Lino Oviedo ajeitou-se no banco da caminhonete. Ele é um homem pequeno e magro, com os cabelos um pouco grisalhos. Aos 64 anos, tem uma energia que o mantém à beira da hiperatividade, mas, apesar da agitação, a sua roupa está sempre irretocável. “Não posso parar para pensar, se penso cinco minutos arranjo mais vinte horas de trabalho”, disse ele, rindo. Sua mulher, Raquel, aquiesceu: “Quando ele pensa muito, fica agitado e não deixa ninguém dormir”. Ela nasceu na Argentina, mas mudou-se com a família para o Paraguai ainda criança. Naquele domingo coube a ela o pior lugar na caminhonete – o estreito banco sobre o porta-malas, que a obrigava a viajar quase deitada, para não bater com a cabeça no teto do veículo. Em nenhum momento ela reclamou do desconforto. A sogra de Oviedo, Sara, uma altiva senhora de 80 anos, seguia no banco da frente, ao lado do motorista, ereta, maquiada e impecavelmente vestida com conjunto branco de saia e blusa de algodão. “Essa é a melhor sogra do mundo”, desmanchou-se o general.
Raquel e Sara sempre estiveram ao lado de Oviedo. Na fuga do Paraguai, em 1999, elas foram fundamentais. “Fugimos de avião, com minha mãe e as três crianças”, contou Raquel. “Na hora da decolagem, Lino quis descer, disse que ia voltar e enfrentar todo mundo. Eu disse que, se ele fizesse isso, desceríamos todos, pois a família não se separaria. Começamos a brigar, até que o piloto, nervoso, decidiu levantar vôo, porque já estavam no nosso encalço.” Eles fugiram primeiro para Corrientes, na Argentina, cidade natal de Sara e Raquel. “Nós nos instalamos ali, mas o Lino não pôde ficar. Ele foi sozinho para a clandestinidade, porque temia ser morto pelos adversários.”
O general ficou escondido no sul do Brasil, num local que nem ele nem a mulher revelam. A cada quinze dias, Raquel ia encontrá-lo no seu esconderijo, para levar a comida que Sara fazia: “Eu levava nove horas para chegar até onde ele estava. Tinha que atravessar o Rio Uruguai de canoa, para não correr o risco de ser seguida”. Sara entra na conversa: “Cada vez que ela ia, eu ficava com o coração aos pulos”. Um dia, ao sair da missa, Raquel viu, pela televisão, o marido sendo preso no Brasil. Ela correu para uma cabine telefônica e ligou para o celular dele. “Ele atendeu o celular e dali mesmo me deu instruções sobre quem eu tinha que procurar”, lembra ela. A tensão teve um custo: Raquel chegou a pesar 114 quilos e, no ano passado, submeteu-se a uma cirurgia de redução do estômago. “Agora estou magra, feliz, na minha casa, com meus filhos e meu maridinho”, disse.
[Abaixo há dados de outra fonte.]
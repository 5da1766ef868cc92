//! Pure portfolio valuation: cost basis, P&L and returns.
//!
//! All currency conversion routes through the `RateResolver`; nothing here
//! reads raw snapshot fields.

use crate::portfolio::transaction::{Transaction, TransactionKind};
use crate::rates::resolver::RateResolver;
use crate::rates::snapshot::RateSnapshot;
use chrono::{DateTime, Utc};
use serde::{Deserialize, Serialize};

/// Per-transaction outcome in the main currency. For a BUY, `pnl` is the
/// unrealized gain of that lot at current prices; for a SELL it is the
/// realized gain against the average-cost basis at the time of sale.
#[derive(Debug, Clone, Serialize, Deserialize)]
pub struct TransactionMetrics {
    pub id: String,
    pub kind: TransactionKind,
    /// BUY: acquisition cost including fee. SELL: attributed cost basis.
    pub cost_basis: f64,
    /// BUY: current market value of the lot. SELL: net proceeds.
    pub value: f64,
    pub pnl: f64,
}

#[derive(Debug, Clone, Serialize, Deserialize)]
pub struct ValuationResult {
    /// Main currency all figures are expressed in.
    pub currency: String,
    pub btc_balance: f64,
    /// Cumulative acquisition cost across all BUYs (ROI denominator).
    pub total_cost_basis: f64,
    pub current_value: f64,
    pub unrealized_pnl: f64,
    pub realized_pnl: f64,
    pub total_pnl: f64,
    pub roi_pct: f64,
    /// Simple non-compounding scaling of ROI over the holding period.
    /// An approximation, not a true time-weighted return.
    pub annualized_return_pct: f64,
    pub transactions: Vec<TransactionMetrics>,
}

impl ValuationResult {
    fn empty(currency: &str) -> Self {
        ValuationResult {
            currency: currency.to_string(),
            btc_balance: 0.0,
            total_cost_basis: 0.0,
            current_value: 0.0,
            unrealized_pnl: 0.0,
            realized_pnl: 0.0,
            total_pnl: 0.0,
            roi_pct: 0.0,
            annualized_return_pct: 0.0,
            transactions: Vec::new(),
        }
    }
}

/// Values the transaction list at current rates. SELL cost basis uses the
/// average-cost method: the running weighted-average acquisition price per
/// BTC at the time of each sale. Transactions are processed in timestamp
/// order regardless of input order.
pub fn value_portfolio(
    transactions: &[Transaction],
    resolver: &RateResolver,
    snapshot: &RateSnapshot,
    main_currency: &str,
    now: DateTime<Utc>,
) -> ValuationResult {
    if transactions.is_empty() {
        return ValuationResult::empty(main_currency);
    }

    let mut ordered: Vec<&Transaction> = transactions.iter().collect();
    ordered.sort_by_key(|t| t.timestamp);

    let btc_price = resolver.btc_price(snapshot, main_currency).rate;

    let mut held_btc = 0.0_f64;
    let mut held_cost = 0.0_f64;
    let mut total_buy_cost = 0.0_f64;
    let mut realized_pnl = 0.0_f64;
    let mut metrics = Vec::with_capacity(ordered.len());

    for tx in &ordered {
        let to_main = resolver.resolve(snapshot, &tx.currency, main_currency).rate;
        let fee_main = tx.fee
            * resolver
                .resolve(snapshot, tx.fee_currency(), main_currency)
                .rate;
        let gross_main = tx.btc_amount * tx.price_per_unit * to_main;

        match tx.kind {
            TransactionKind::Buy => {
                let cost_basis = gross_main + fee_main;
                held_btc += tx.btc_amount;
                held_cost += cost_basis;
                total_buy_cost += cost_basis;

                let value = tx.btc_amount * btc_price;
                metrics.push(TransactionMetrics {
                    id: tx.id.clone(),
                    kind: tx.kind,
                    cost_basis,
                    value,
                    pnl: value - cost_basis,
                });
            }
            TransactionKind::Sell => {
                // Attribute cost only for what is actually held; an
                // oversell never drives the balance negative.
                let sold = tx.btc_amount.min(held_btc);
                let avg_cost = if held_btc > 0.0 {
                    held_cost / held_btc
                } else {
                    0.0
                };
                let attributed = avg_cost * sold;
                let proceeds = gross_main - fee_main;

                held_btc -= sold;
                held_cost -= attributed;
                realized_pnl += proceeds - attributed;

                metrics.push(TransactionMetrics {
                    id: tx.id.clone(),
                    kind: tx.kind,
                    cost_basis: attributed,
                    value: proceeds,
                    pnl: proceeds - attributed,
                });
            }
        }
    }

    let current_value = held_btc * btc_price;
    let unrealized_pnl = current_value - held_cost;
    let total_pnl = realized_pnl + unrealized_pnl;

    // Guard the zero-basis case so ROI never divides by zero.
    let roi_pct = if total_buy_cost > 0.0 {
        total_pnl / total_buy_cost * 100.0
    } else {
        0.0
    };

    let first_ts = ordered[0].timestamp;
    let holding_days = (now - first_ts).num_days().max(1) as f64;
    let annualized_return_pct = roi_pct / holding_days * 365.0;

    ValuationResult {
        currency: main_currency.to_string(),
        btc_balance: held_btc,
        total_cost_basis: total_buy_cost,
        current_value,
        unrealized_pnl,
        realized_pnl,
        total_pnl,
        roi_pct,
        annualized_return_pct,
        transactions: metrics,
    }
}
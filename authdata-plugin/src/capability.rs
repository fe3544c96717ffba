use std::any::Any;

use bitflags::bitflags;
use serde::{Deserialize, Serialize};

use crate::attribute::{AttributeTypes, AttributeValue};
use crate::element::{AdElement, AdType, AuthMaterial};
use crate::error::{ModuleError, ModuleResult};

bitflags! {
    /// Per-type module flags.
    ///
    /// The usage bits select which sessions initialize the module's
    /// request-scoped state; `INFORMATIONAL` downgrades the module's
    /// failures in verification and session init.
    #[derive(Debug, Clone, Copy, PartialEq, Eq, Default)]
    pub struct ModuleFlags: u32 {
        const USAGE_AS_REQ = 1 << 0;
        const USAGE_TGS_REQ = 1 << 1;
        const USAGE_AP_REQ = 1 << 2;
        const USAGE_KDC_ISSUED = 1 << 3;
        const INFORMATIONAL = 1 << 4;
    }
}

/// Mask of usage bits a caller passes to session init.
pub type UsageMask = ModuleFlags;

/// Optional operations a module can opt into.
///
/// The dispatcher silently skips a module for any operation missing from
/// its capability set; only the set itself, the advertised type list, the
/// name, and init are mandatory.
#[derive(Debug, Clone, Copy, PartialEq, Eq, Hash, Serialize, Deserialize)]
#[serde(rename_all = "snake_case")]
pub enum AdCapability {
    RequestInit,
    RequestFini,
    Verify,
    GetAttributeTypes,
    GetAttribute,
    SetAttribute,
    DeleteAttribute,
    ExportAttributes,
    ExportInternal,
    FreeInternal,
}

/// Opaque request-scoped state produced by request-init, shared by every
/// table entry of the producing plugin instance.
pub type RequestState = Box<dyn Any + Send>;

/// Opaque internal representation handed out by export-internal and
/// returned through free-internal.
pub type InternalRepr = Box<dyn Any + Send>;

/// A registered capability table: what the registry initializes plugin
/// instances from.
pub trait AdPluginDescriptor: Send {
    /// Diagnostic label, copied into every table entry at registration.
    fn name(&self) -> &str;

    /// Advertised AD types. A descriptor advertising none is excluded from
    /// the registry entirely; repeats within one descriptor are dropped.
    fn ad_types(&self) -> &[AdType];

    /// Initialize the plugin-level state. Called exactly once per
    /// registration regardless of how many types the descriptor
    /// advertises; failure excludes the whole descriptor.
    fn init(&self) -> ModuleResult<Box<dyn AdModule>>;
}

/// An initialized plugin occurrence.
///
/// The implementor owns its plugin-level state; dropping it is the
/// plugin-level finalizer and runs exactly once per instance. All
/// operations take `&self`; interior mutability of plugin-level state is
/// the module's own responsibility. Request-scoped state is handed in
/// explicitly and mutably; the registry guarantees a single live session
/// at a time.
pub trait AdModule: Send {
    /// The optional operations this module participates in.
    fn capabilities(&self) -> &[AdCapability];

    /// Per-type flags, queried once at registration.
    fn flags(&self, _ad_type: AdType) -> ModuleFlags {
        ModuleFlags::empty()
    }

    fn request_init(&self, _usage: UsageMask) -> ModuleResult<RequestState> {
        Err(not_implemented("request_init"))
    }

    fn request_fini(&self, _state: RequestState) {}

    fn verify(
        &self,
        _request: Option<&mut RequestState>,
        _material: &AuthMaterial,
        _key: Option<&[u8]>,
        _elements: &[AdElement],
    ) -> ModuleResult<()> {
        Err(not_implemented("verify"))
    }

    fn get_attribute_types(
        &self,
        _request: Option<&mut RequestState>,
    ) -> ModuleResult<AttributeTypes> {
        Err(not_implemented("get_attribute_types"))
    }

    fn get_attribute(
        &self,
        _request: Option<&mut RequestState>,
        _id: &str,
    ) -> ModuleResult<AttributeValue> {
        Err(not_implemented("get_attribute"))
    }

    fn set_attribute(
        &self,
        _request: Option<&mut RequestState>,
        _complete: bool,
        _id: &str,
        _value: &[u8],
    ) -> ModuleResult<()> {
        Err(not_implemented("set_attribute"))
    }

    fn delete_attribute(&self, _request: Option<&mut RequestState>, _id: &str) -> ModuleResult<()> {
        Err(not_implemented("delete_attribute"))
    }

    fn export_attributes(
        &self,
        _request: Option<&mut RequestState>,
    ) -> ModuleResult<Vec<AdElement>> {
        Err(not_implemented("export_attributes"))
    }

    fn export_internal(
        &self,
        _request: Option<&mut RequestState>,
        _ad_type: AdType,
    ) -> ModuleResult<InternalRepr> {
        Err(not_implemented("export_internal"))
    }

    fn free_internal(
        &self,
        _request: Option<&mut RequestState>,
        _ad_type: AdType,
        _value: InternalRepr,
    ) {
    }
}

fn not_implemented(operation: &str) -> ModuleError {
    ModuleError::Failed(format!("module does not implement {operation}"))
}

/// The informational downgrade policy, applied uniformly at the two call
/// sites that honor it (verification and session init).
///
/// A failure from an entry whose flags include `INFORMATIONAL` counts as
/// success with no result; resource exhaustion is never downgraded.
pub fn apply_informational_policy<T>(
    flags: ModuleFlags,
    result: ModuleResult<T>,
) -> ModuleResult<Option<T>> {
    match result {
        Ok(value) => Ok(Some(value)),
        Err(err) if flags.contains(ModuleFlags::INFORMATIONAL) && !err.is_resource_exhaustion() => {
            Ok(None)
        }
        Err(err) => Err(err),
    }
}
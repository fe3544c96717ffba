use std::any::Any;
use std::path::PathBuf;

use crate::capability::AdPluginDescriptor;
use crate::error::ModuleResult;

/// Discovered plugin descriptors plus the resource that keeps them loaded.
///
/// The registry stores the handle in the context for the context's whole
/// lifetime; dropping the context releases it exactly once.
pub struct PluginDirHandle {
    descriptors: Vec<Box<dyn AdPluginDescriptor>>,
    _resource: Option<Box<dyn Any + Send>>,
}

impl PluginDirHandle {
    pub fn new(descriptors: Vec<Box<dyn AdPluginDescriptor>>) -> Self {
        Self {
            descriptors,
            _resource: None,
        }
    }

    /// Attach the opaque resource backing the descriptors (for loaders
    /// that must keep plugin objects mapped while the tables are in use).
    pub fn with_resource(
        descriptors: Vec<Box<dyn AdPluginDescriptor>>,
        resource: Box<dyn Any + Send>,
    ) -> Self {
        Self {
            descriptors,
            _resource: Some(resource),
        }
    }

    pub fn descriptors(&self) -> &[Box<dyn AdPluginDescriptor>] {
        &self.descriptors
    }
}

/// Plugin discovery collaborator: scans search directories for plugin
/// objects exporting `symbol` and returns their capability tables.
pub trait PluginLoader {
    fn open(&mut self, search_dirs: &[PathBuf], symbol: &str) -> ModuleResult<PluginDirHandle>;
}

/// Loader over a fixed descriptor list, for tests and embedded
/// deployments with no dynamic discovery. Yields its descriptors once.
#[derive(Default)]
pub struct StaticLoader {
    descriptors: Vec<Box<dyn AdPluginDescriptor>>,
}

impl StaticLoader {
    pub fn new(descriptors: Vec<Box<dyn AdPluginDescriptor>>) -> Self {
        Self { descriptors }
    }
}

impl PluginLoader for StaticLoader {
    fn open(&mut self, _search_dirs: &[PathBuf], _symbol: &str) -> ModuleResult<PluginDirHandle> {
        Ok(PluginDirHandle::new(std::mem::take(&mut self.descriptors)))
    }
}
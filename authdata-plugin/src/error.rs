use std::collections::TryReserveError;

/// Errors reported by authorization-data modules and surfaced by dispatch.
///
/// Capability absence is deliberately not represented here: a module that
/// does not list an operation in its capability set is skipped silently,
/// never reported.
#[derive(Debug, Clone, PartialEq, Eq, thiserror::Error)]
pub enum ModuleError {
    /// Allocation failed while sizing the module table or merging result
    /// arrays. Aborts the in-progress operation and is never downgraded.
    #[error("resource exhausted: {0}")]
    ResourceExhausted(String),

    /// The module holds no data for the request, or no module was
    /// authoritative for it. Tolerated during broadcasts; terminal for
    /// single-responder lookups.
    #[error("no matching authorization data")]
    NotFound,

    /// The module reported a hard failure.
    #[error("{0}")]
    Failed(String),
}

impl ModuleError {
    /// Whether this error is exempt from the informational downgrade.
    pub fn is_resource_exhaustion(&self) -> bool {
        matches!(self, Self::ResourceExhausted(_))
    }
}

impl From<TryReserveError> for ModuleError {
    fn from(err: TryReserveError) -> Self {
        Self::ResourceExhausted(err.to_string())
    }
}

pub type ModuleResult<T> = Result<T, ModuleError>;
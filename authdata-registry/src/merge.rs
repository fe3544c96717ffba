use authdata_plugin::ModuleResult;

/// Append `src` onto `dst`, growing the destination with fallible
/// reservation so exhaustion surfaces as an error instead of an abort.
///
/// Elements are moved, never cloned; ownership of any payload they
/// reference transfers with them, so nothing can be released twice.
pub(crate) fn merge_append<T>(dst: &mut Vec<T>, mut src: Vec<T>) -> ModuleResult<()> {
    dst.try_reserve(src.len())?;
    dst.append(&mut src);
    Ok(())
}

#[cfg(test)]
mod tests {
    use super::*;

    #[test]
    fn test_merge_preserves_order_and_length() {
        let mut dst = vec!["x1".to_string(), "x2".to_string()];
        merge_append(&mut dst, vec!["y1".to_string()]).unwrap();
        assert_eq!(dst, vec!["x1", "x2", "y1"]);
        assert_eq!(dst.len(), 3);
    }

    #[test]
    fn test_merge_empty_source_is_noop() {
        let mut dst = vec![1, 2];
        merge_append(&mut dst, Vec::new()).unwrap();
        assert_eq!(dst, vec![1, 2]);
    }

    #[test]
    fn test_merge_into_empty_destination() {
        let mut dst: Vec<u8> = Vec::new();
        merge_append(&mut dst, vec![9]).unwrap();
        assert_eq!(dst, vec![9]);
    }
}
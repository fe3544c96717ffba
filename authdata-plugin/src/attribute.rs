use serde::{Deserialize, Serialize};

/// Value record returned by single-attribute get.
#[derive(Debug, Clone, PartialEq, Eq, Serialize, Deserialize)]
pub struct AttributeValue {
    /// Whether the value came from verified authorization data.
    pub authenticated: bool,
    /// Whether the attribute is completely specified by this module.
    pub complete: bool,
    /// Raw attribute value.
    pub value: Vec<u8>,
    /// Human-readable rendering; empty when the module provides none.
    pub display_value: String,
    /// True when the module holds further values for the same attribute;
    /// callers re-issue the get to retrieve them.
    pub has_more: bool,
}

impl AttributeValue {
    /// A single, final value with no display form.
    pub fn plain(authenticated: bool, value: impl Into<Vec<u8>>) -> Self {
        Self {
            authenticated,
            complete: true,
            value: value.into(),
            display_value: String::new(),
            has_more: false,
        }
    }
}

/// Attribute-type names reported by one module, split by provenance.
#[derive(Debug, Clone, Default, PartialEq, Eq, Serialize, Deserialize)]
pub struct AttributeTypes {
    /// Attributes the client merely asserted.
    pub asserted: Vec<String>,
    /// Attributes backed by verified authorization data.
    pub verified: Vec<String>,
}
Oviedo interrompeu a conversa para atender o celular. O chamado vinha de Ybycuí, destino final da viagem. Queriam saber em quanto tempo chegariam. Oviedo se comprometera com o líder político local a participar da festa de aniversário de 8 anos da filha dele. Ele desligou o telefone e disse: “Raquel, quando chegarmos lá, invente uma desculpa, diga que tenho que viajar, que não podemos ficar muito tempo”. Raquel não concordou: “Não vou inventar desculpa nenhuma. Eles têm que entender que você é um homem solicitado, e está fazendo um enorme sacrifício em deixar seus compromissos políticos em Assunção para ir até lá”.
No começo de outubro, o presidente Luiz Inácio Lula da Silva reuniu, no Palácio do Planalto, todos os embaixadores brasileiros acreditados nos países da América do Sul. Ele queria fazer um balanço das relações do Brasil com os seus vizinhos. Uma das preocupações do presidente é a de que o Brasil venha a perder espaço para a Venezuela de Hugo Chávez, que exerce uma influência crescente sobre um parceiro estratégico, a Bolívia. Sobre o Paraguai, o presidente se queixou da falta de interesse dos empresários brasileiros em investir no país vizinho.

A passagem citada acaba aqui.